(Beginning of Input for this task)

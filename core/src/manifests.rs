//! Typed manifest rendering. Resources are built as structured values and
//! serialized once, so a missing field is a compile error rather than a
//! stray substitution in a YAML string.

use anyhow::Result;
use serde_json::{json, Value};

pub const METALLB_NAMESPACE: &str = "metallb-system";

/// The IP range the load-balancer controller may hand out.
pub fn address_pool(name: &str, range: &str) -> Value {
    json!({
        "apiVersion": "metallb.io/v1beta1",
        "kind": "IPAddressPool",
        "metadata": {
            "name": name,
            "namespace": METALLB_NAMESPACE,
        },
        "spec": {
            "addresses": [range],
        },
    })
}

/// Advertises a pool on the local network segment.
pub fn l2_advertisement(name: &str, pool: &str) -> Value {
    json!({
        "apiVersion": "metallb.io/v1beta1",
        "kind": "L2Advertisement",
        "metadata": {
            "name": name,
            "namespace": METALLB_NAMESPACE,
        },
        "spec": {
            "ipAddressPools": [pool],
        },
    })
}

/// The "watch" resource committed to the GitOps repository: the controller
/// reconciles the named path with auto-sync, self-healing and namespace
/// creation enabled.
pub fn gitops_application(repo_url: &str, branch: &str, path: &str) -> Value {
    json!({
        "apiVersion": "argoproj.io/v1alpha1",
        "kind": "Application",
        "metadata": {
            "name": "root",
            "namespace": crate::install::UI_NAMESPACE,
        },
        "spec": {
            "project": "default",
            "source": {
                "repoURL": repo_url,
                "targetRevision": branch,
                "path": path,
            },
            "destination": {
                "server": "https://kubernetes.default.svc",
            },
            "syncPolicy": {
                "automated": {
                    "prune": true,
                    "selfHeal": true,
                },
                "syncOptions": ["CreateNamespace=true"],
            },
        },
    })
}

pub fn to_yaml(manifest: &Value) -> Result<String> {
    Ok(serde_yaml::to_string(manifest)?)
}

#[cfg(test)]
mod tests {
    use super::*;

    #[test]
    fn advertisement_references_the_pool_by_name() {
        let pool = address_pool("demo-pool", "198.51.100.0/28");
        let advert = l2_advertisement("demo-l2", "demo-pool");

        assert_eq!(pool["metadata"]["name"], "demo-pool");
        assert_eq!(pool["spec"]["addresses"][0], "198.51.100.0/28");
        assert_eq!(advert["spec"]["ipAddressPools"][0], pool["metadata"]["name"]);
        assert_eq!(pool["metadata"]["namespace"], METALLB_NAMESPACE);
        assert_eq!(advert["metadata"]["namespace"], METALLB_NAMESPACE);
    }

    #[test]
    fn application_watches_the_repository_with_auto_sync() {
        let app = gitops_application(
            "https://example.com/platform-gitops.git",
            "main",
            "infrastructure",
        );
        assert_eq!(
            app["spec"]["source"]["repoURL"],
            "https://example.com/platform-gitops.git"
        );
        assert_eq!(app["spec"]["source"]["targetRevision"], "main");
        assert_eq!(app["spec"]["source"]["path"], "infrastructure");
        assert_eq!(app["spec"]["syncPolicy"]["automated"]["selfHeal"], true);
        assert_eq!(app["spec"]["syncPolicy"]["automated"]["prune"], true);
        assert_eq!(
            app["spec"]["syncPolicy"]["syncOptions"][0],
            "CreateNamespace=true"
        );
    }

    #[test]
    fn manifests_serialize_to_yaml() {
        let yaml = to_yaml(&address_pool("demo-pool", "198.51.100.0/28")).unwrap();
        assert!(yaml.contains("kind: IPAddressPool"));
        assert!(yaml.contains("198.51.100.0/28"));
    }
}
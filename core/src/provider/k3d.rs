//! Container backend: a k3s cluster hosted in a local container runtime
//! through the `k3d` CLI. The generated kubeconfig already points at a
//! host-mapped loopback port, so no address rewrite is needed.

use anyhow::{bail, Context, Result};
use async_trait::async_trait;
use tracing::info;

use super::ClusterProvider;
use crate::config::Config;
use crate::exec;

pub struct K3dProvider;

impl K3dProvider {
    fn create_args(config: &Config) -> Vec<String> {
        let mut args = vec![
            "cluster".to_string(),
            "create".to_string(),
            config.cluster_name.clone(),
            "--servers".to_string(),
            "1".to_string(),
            "--k3s-arg".to_string(),
            "--disable=traefik@server:0".to_string(),
        ];
        if config.disable_network_policy {
            args.push("--k3s-arg".to_string());
            args.push("--disable-network-policy@server:0".to_string());
        }
        args.push("--wait".to_string());
        args.push("--timeout".to_string());
        args.push("120s".to_string());
        args
    }
}

#[async_trait]
impl ClusterProvider for K3dProvider {
    fn name(&self) -> &'static str {
        "k3d"
    }

    fn tool(&self) -> &'static str {
        "k3d"
    }

    async fn exists(&self, cluster: &str) -> Result<bool> {
        exec::run_status("k3d", &["cluster", "get", cluster]).await
    }

    async fn create(&self, config: &Config) -> Result<()> {
        info!("creating k3d cluster '{}'", config.cluster_name);
        let args = Self::create_args(config);
        let args: Vec<&str> = args.iter().map(String::as_str).collect();
        exec::run_ok("k3d", &args)
            .await
            .context("k3d cluster create failed")?;
        Ok(())
    }

    async fn destroy(&self, cluster: &str) -> Result<()> {
        let output = exec::run("k3d", &["cluster", "delete", cluster]).await?;
        if output.status.success() {
            return Ok(());
        }
        let stderr = String::from_utf8_lossy(&output.stderr).to_lowercase();
        if stderr.contains("not found") || stderr.contains("no clusters found") {
            info!("k3d cluster '{cluster}' not present, nothing to delete");
            return Ok(());
        }
        bail!("k3d cluster delete failed: {}", stderr.trim());
    }

    async fn kubeconfig(&self, cluster: &str) -> Result<String> {
        exec::run_ok("k3d", &["kubeconfig", "get", cluster])
            .await
            .context("could not read the k3d kubeconfig")
    }

    async fn external_address(&self, _cluster: &str) -> Result<Option<String>> {
        // k3d publishes the API on a host loopback port; the kubeconfig is
        // reachable as generated.
        Ok(None)
    }

    async fn diagnostics(&self, cluster: &str) -> String {
        let server_node = format!("k3d-{cluster}-server-0");
        exec::run_ok("docker", &["logs", "--tail", "50", &server_node])
            .await
            .unwrap_or_else(|e| format!("(no server logs available: {e:#})"))
    }
}
//! Kubeconfig materialization: copy the credentials generated inside the
//! instance to the install directory, rewrite loopback server addresses to
//! the instance's reachable address, and lock the file down to owner-only
//! access. Every later step depends on this file being valid.

use std::fs;
use std::path::PathBuf;

use anyhow::{bail, Context, Result};
use kube::config::Kubeconfig;
use tracing::info;

use crate::config::Config;
use crate::provider::ClusterProvider;

pub async fn materialize(provider: &dyn ClusterProvider, config: &Config) -> Result<PathBuf> {
    let raw = provider.kubeconfig(&config.cluster_name).await?;
    let mut parsed: Kubeconfig =
        serde_yaml::from_str(&raw).context("cluster produced an unparsable kubeconfig")?;
    if parsed.clusters.is_empty() || parsed.auth_infos.is_empty() {
        bail!("cluster produced a kubeconfig without clusters or credentials");
    }

    if let Some(address) = provider.external_address(&config.cluster_name).await? {
        for named in &mut parsed.clusters {
            if let Some(cluster) = &mut named.cluster {
                if let Some(server) = &cluster.server {
                    cluster.server = Some(rewrite_loopback(server, &address));
                }
            }
        }
    }

    let path = config.kubeconfig_path();
    fs::create_dir_all(&config.install_dir)?;
    fs::write(&path, serde_yaml::to_string(&parsed)?)
        .with_context(|| format!("cannot write kubeconfig to {}", path.display()))?;
    restrict_permissions(&path)?;
    info!("kubeconfig written to {}", path.display());
    Ok(path)
}

/// Substitute the reachable address for a loopback host, keeping scheme and
/// port. Non-loopback servers are left alone.
fn rewrite_loopback(server: &str, address: &str) -> String {
    let Some((scheme, rest)) = server.split_once("://") else {
        return server.to_string();
    };
    let (host, port) = match rest.rsplit_once(':') {
        Some((host, port)) => (host, Some(port)),
        None => (rest, None),
    };
    if !matches!(host, "127.0.0.1" | "localhost" | "0.0.0.0") {
        return server.to_string();
    }
    match port {
        Some(port) => format!("{scheme}://{address}:{port}"),
        None => format!("{scheme}://{address}"),
    }
}

#[cfg(unix)]
fn restrict_permissions(path: &std::path::Path) -> Result<()> {
    use std::os::unix::fs::PermissionsExt;
    fs::set_permissions(path, fs::Permissions::from_mode(0o600))
        .with_context(|| format!("cannot restrict permissions on {}", path.display()))
}

#[cfg(not(unix))]
fn restrict_permissions(_path: &std::path::Path) -> Result<()> {
    Ok(())
}

#[cfg(test)]
mod tests {
    use super::*;

    #[test]
    fn loopback_is_rewritten_with_port_kept() {
        assert_eq!(
            rewrite_loopback("https://127.0.0.1:6443", "192.0.2.10"),
            "https://192.0.2.10:6443"
        );
        assert_eq!(
            rewrite_loopback("https://localhost:6443", "192.0.2.10"),
            "https://192.0.2.10:6443"
        );
    }

    #[test]
    fn non_loopback_servers_are_untouched() {
        assert_eq!(
            rewrite_loopback("https://10.0.0.5:6443", "192.0.2.10"),
            "https://10.0.0.5:6443"
        );
    }

    #[test]
    fn schemeless_values_pass_through() {
        assert_eq!(rewrite_loopback("127.0.0.1", "192.0.2.10"), "127.0.0.1");
    }

    #[test]
    fn portless_loopback_is_rewritten() {
        assert_eq!(
            rewrite_loopback("https://127.0.0.1", "192.0.2.10"),
            "https://192.0.2.10"
        );
    }
}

(End of Input for this task)

● **Requirement**
Wherever the string "default" appears in the data above, copy the line it sits in.

● **Exercise answer**
            "project": "default",
                "server": "https://kubernetes.default.svc",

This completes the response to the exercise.